[Saved entries]
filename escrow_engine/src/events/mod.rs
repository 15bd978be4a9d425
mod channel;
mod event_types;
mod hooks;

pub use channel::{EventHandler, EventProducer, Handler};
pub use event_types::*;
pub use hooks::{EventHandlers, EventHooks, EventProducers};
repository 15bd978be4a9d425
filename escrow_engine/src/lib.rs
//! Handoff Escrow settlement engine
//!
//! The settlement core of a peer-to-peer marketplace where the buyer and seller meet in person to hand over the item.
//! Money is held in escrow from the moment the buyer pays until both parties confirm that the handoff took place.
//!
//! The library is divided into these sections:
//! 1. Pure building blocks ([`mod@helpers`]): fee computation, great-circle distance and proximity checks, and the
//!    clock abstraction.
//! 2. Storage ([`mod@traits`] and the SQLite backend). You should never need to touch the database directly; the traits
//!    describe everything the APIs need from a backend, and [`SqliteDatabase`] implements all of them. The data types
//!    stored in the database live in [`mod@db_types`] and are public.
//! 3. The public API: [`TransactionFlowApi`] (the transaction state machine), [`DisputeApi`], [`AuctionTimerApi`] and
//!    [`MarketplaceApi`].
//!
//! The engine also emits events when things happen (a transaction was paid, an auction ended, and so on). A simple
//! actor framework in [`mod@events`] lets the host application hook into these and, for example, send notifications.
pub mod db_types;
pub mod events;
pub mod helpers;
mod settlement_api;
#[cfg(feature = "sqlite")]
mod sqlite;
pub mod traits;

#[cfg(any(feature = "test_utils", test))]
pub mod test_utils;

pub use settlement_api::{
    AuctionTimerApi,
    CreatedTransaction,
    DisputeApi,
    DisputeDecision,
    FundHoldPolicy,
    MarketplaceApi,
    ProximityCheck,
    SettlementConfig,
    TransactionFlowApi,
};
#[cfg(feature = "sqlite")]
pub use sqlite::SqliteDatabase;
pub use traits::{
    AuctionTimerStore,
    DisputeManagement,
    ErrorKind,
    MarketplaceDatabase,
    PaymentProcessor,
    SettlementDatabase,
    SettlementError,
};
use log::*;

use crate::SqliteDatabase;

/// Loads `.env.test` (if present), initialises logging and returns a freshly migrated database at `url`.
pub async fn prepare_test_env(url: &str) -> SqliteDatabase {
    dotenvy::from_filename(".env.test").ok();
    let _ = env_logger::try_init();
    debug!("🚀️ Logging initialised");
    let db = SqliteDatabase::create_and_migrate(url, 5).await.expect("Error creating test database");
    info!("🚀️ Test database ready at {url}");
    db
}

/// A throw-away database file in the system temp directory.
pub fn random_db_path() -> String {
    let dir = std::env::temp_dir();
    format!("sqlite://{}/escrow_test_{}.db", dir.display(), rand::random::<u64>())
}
---
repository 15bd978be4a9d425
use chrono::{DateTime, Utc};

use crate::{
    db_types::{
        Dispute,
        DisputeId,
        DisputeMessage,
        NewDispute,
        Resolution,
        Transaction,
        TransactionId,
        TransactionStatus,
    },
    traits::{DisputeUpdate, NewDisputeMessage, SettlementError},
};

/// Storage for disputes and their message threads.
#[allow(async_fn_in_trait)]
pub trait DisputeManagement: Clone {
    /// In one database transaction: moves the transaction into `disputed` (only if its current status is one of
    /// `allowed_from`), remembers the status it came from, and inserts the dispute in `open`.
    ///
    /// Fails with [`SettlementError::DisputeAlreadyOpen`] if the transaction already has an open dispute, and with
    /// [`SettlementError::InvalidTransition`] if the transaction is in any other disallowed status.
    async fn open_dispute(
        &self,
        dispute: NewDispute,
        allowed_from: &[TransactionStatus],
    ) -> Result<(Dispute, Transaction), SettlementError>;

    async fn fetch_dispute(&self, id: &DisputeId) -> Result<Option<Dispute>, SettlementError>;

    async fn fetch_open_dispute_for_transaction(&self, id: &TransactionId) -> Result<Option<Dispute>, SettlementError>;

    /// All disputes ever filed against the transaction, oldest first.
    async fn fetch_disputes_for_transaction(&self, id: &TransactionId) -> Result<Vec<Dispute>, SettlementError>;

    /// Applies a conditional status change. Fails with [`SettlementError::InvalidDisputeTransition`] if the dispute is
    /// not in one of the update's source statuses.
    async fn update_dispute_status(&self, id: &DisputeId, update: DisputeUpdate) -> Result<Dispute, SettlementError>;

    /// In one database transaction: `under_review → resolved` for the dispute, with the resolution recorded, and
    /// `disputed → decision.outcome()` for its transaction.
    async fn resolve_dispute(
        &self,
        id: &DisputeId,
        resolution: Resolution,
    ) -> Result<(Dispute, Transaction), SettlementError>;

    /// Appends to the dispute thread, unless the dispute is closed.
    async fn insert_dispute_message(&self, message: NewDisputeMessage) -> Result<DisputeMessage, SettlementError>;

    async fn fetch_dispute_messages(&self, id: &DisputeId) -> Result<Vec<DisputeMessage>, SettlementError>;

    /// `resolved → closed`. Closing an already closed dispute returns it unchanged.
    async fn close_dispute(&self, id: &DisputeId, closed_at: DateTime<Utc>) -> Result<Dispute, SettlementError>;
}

> _TO DO_: Copy the lines above exactly, beginning at the line that has "filename escrow_engine/src/events/mod.rs" and stopping after the line that has "and are public.", and omit the rest.

> _RESULT_:
filename escrow_engine/src/events/mod.rs
repository 15bd978be4a9d425
mod channel;
mod event_types;
mod hooks;

pub use channel::{EventHandler, EventProducer, Handler};
pub use event_types::*;
pub use hooks::{EventHandlers, EventHooks, EventProducers};
repository 15bd978be4a9d425
filename escrow_engine/src/lib.rs
//! Handoff Escrow settlement engine
//!
//! The settlement core of a peer-to-peer marketplace where the buyer and seller meet in person to hand over the item.
//! Money is held in escrow from the moment the buyer pays until both parties confirm that the handoff took place.
//!
//! The library is divided into these sections:
//! 1. Pure building blocks ([`mod@helpers`]): fee computation, great-circle distance and proximity checks, and the
//!    clock abstraction.
//! 2. Storage ([`mod@traits`] and the SQLite backend). You should never need to touch the database directly; the traits
//!    describe everything the APIs need from a backend, and [`SqliteDatabase`] implements all of them. The data types
//!    stored in the database live in [`mod@db_types`] and are public.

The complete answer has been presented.